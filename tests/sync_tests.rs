/// End-to-end tests: the sync core driving the real HTTP client against a
/// local mock service.
mod common;

use std::sync::Arc;
use std::sync::atomic::{AtomicUsize, Ordering};
use std::thread;
use std::time::{Duration, Instant};

use chimera::analytics::{Journal, Outcome};
use chimera::api::{BotAction, BotState, ChimeraClient, FailureKind};
use chimera::sync::{BotControl, DEFAULT_TIMEFRAME};
use common::{MockServer, ok, refused_base_url, status_json};
use serde_json::json;

fn scratch_journal(name: &str) -> Journal {
    let path = std::env::temp_dir()
        .join(format!("chimera-e2e-{}-{name}", std::process::id()))
        .join("sync-log.jsonl");
    let _ = std::fs::remove_file(&path);
    Journal::at(path)
}

fn wait_until(timeout: Duration, mut done: impl FnMut() -> bool) -> bool {
    let deadline = Instant::now() + timeout;
    while Instant::now() < deadline {
        if done() {
            return true;
        }
        thread::sleep(Duration::from_millis(10));
    }
    done()
}

#[test]
fn start_adopts_reported_status() {
    let server = MockServer::start(|req| match req.url.as_str() {
        "/api/bot/control" => {
            let mut reply = json!({"success": true, "message": "Bot started successfully"});
            reply["data"] = status_json("online");
            (200, reply.to_string())
        }
        _ => ok(status_json("offline")),
    });
    let core = BotControl::new(ChimeraClient::new(&server.base_url()));

    core.refresh();
    assert_eq!(core.snapshot().status.unwrap().status, BotState::Offline);

    let result = core.control_bot(BotAction::Start);
    assert!(result.success);
    assert_eq!(result.message.as_deref(), Some("Bot started successfully"));

    let snap = core.snapshot();
    assert_eq!(snap.status.unwrap().status, BotState::Online);
    assert!(snap.error.is_none());
    assert!(!snap.is_loading);

    let control = &server.requests()[1];
    assert_eq!(control.method, "POST");
    assert_eq!(control.json(), json!({"action": "start"}));
}

#[test]
fn refresh_against_closed_port_records_network_failure() {
    let journal = scratch_journal("refused");
    let core = BotControl::with_journal(ChimeraClient::new(&refused_base_url()), journal.clone());

    let result = core.refresh();

    assert!(!result.success);
    assert!(result.data.is_none());
    let message = result.message.unwrap();
    assert!(message.starts_with("network error:"), "got: {message}");

    let snap = core.snapshot();
    assert!(snap.status.is_none());
    assert_eq!(snap.error.as_deref(), Some(message.as_str()));
    assert!(!snap.is_loading);

    let entries = journal.read_all();
    assert_eq!(entries.len(), 1);
    assert_eq!(entries[0].action, "refresh");
    assert_eq!(entries[0].outcome, Outcome::Failed);
    assert_eq!(entries[0].failure, Some(FailureKind::Network));
}

#[test]
fn http_failure_keeps_last_good_status() {
    let calls = Arc::new(AtomicUsize::new(0));
    let server = {
        let calls = Arc::clone(&calls);
        MockServer::start(move |_| {
            if calls.fetch_add(1, Ordering::SeqCst) == 0 {
                ok(status_json("paused"))
            } else {
                (502, String::new())
            }
        })
    };
    let core = BotControl::new(ChimeraClient::new(&server.base_url()));

    assert!(core.refresh().success);
    let failed = core.refresh();

    assert_eq!(
        failed.message.as_deref(),
        Some("API request failed: 502 Bad Gateway")
    );
    let snap = core.snapshot();
    assert_eq!(snap.status.unwrap().status, BotState::Paused);
    assert_eq!(snap.error, failed.message);
}

#[test]
fn report_carries_mirrored_monitoring_data() {
    let server = MockServer::start(|req| match req.url.as_str() {
        "/api/bot/monitoring/data" => ok(json!({
            "new_channels": [],
            "messages": [],
            "alerts": [{"id": 7}],
            "reports": []
        })),
        "/api/ai/generate-report" => ok(json!({
            "generated_at": "2025-01-15T10:30:00Z",
            "timeframe": req.json()["timeframe"],
            "summary": "one alert"
        })),
        _ => (404, String::new()),
    });
    let core = BotControl::new(ChimeraClient::new(&server.base_url()));

    assert!(core.refresh_monitoring_data().success);
    let before = core.snapshot();
    let report = core.generate_ai_report(DEFAULT_TIMEFRAME);

    assert!(report.success);
    assert_eq!(report.data.unwrap().timeframe, "24h");
    assert_eq!(core.snapshot(), before);

    let body = server.requests()[1].json();
    assert_eq!(body["monitoring_data"]["alerts"], json!([{"id": 7}]));
}

#[test]
fn poller_fetches_on_start_and_stops_on_shutdown() {
    let server = MockServer::start(|req| match req.url.as_str() {
        "/api/bot/status" => ok(status_json("online")),
        "/api/bot/monitoring/data" => ok(json!({})),
        "/api/bot/ai/settings" => ok(json!({
            "sentiment_analysis": false,
            "anomaly_detection": true,
            "auto_reports": true
        })),
        _ => (404, String::new()),
    });
    let mut core = BotControl::new(ChimeraClient::new(&server.base_url()));

    core.start_polling(Duration::from_millis(50)).unwrap();
    let synced = wait_until(Duration::from_secs(5), || {
        let snap = core.snapshot();
        snap.status.is_some() && snap.monitoring_data.is_some() && snap.ai_settings.is_some()
    });
    assert!(synced);

    // At least one periodic tick after the init fetch.
    assert!(wait_until(Duration::from_secs(5), || server.request_count() >= 5));

    core.shutdown();
    let after_shutdown = server.request_count();
    thread::sleep(Duration::from_millis(200));
    assert_eq!(server.request_count(), after_shutdown);
    assert!(!core.is_alive());
}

* YOUR ASSIGNMENT *
Whenever the string "calls" shows up in a line of the entries, copy that line.

* SOLUTION FOR THIS PROBLEM *
    let calls = Arc::new(AtomicUsize::new(0));
        let calls = Arc::clone(&calls);
            if calls.fetch_add(1, Ordering::SeqCst) == 0 {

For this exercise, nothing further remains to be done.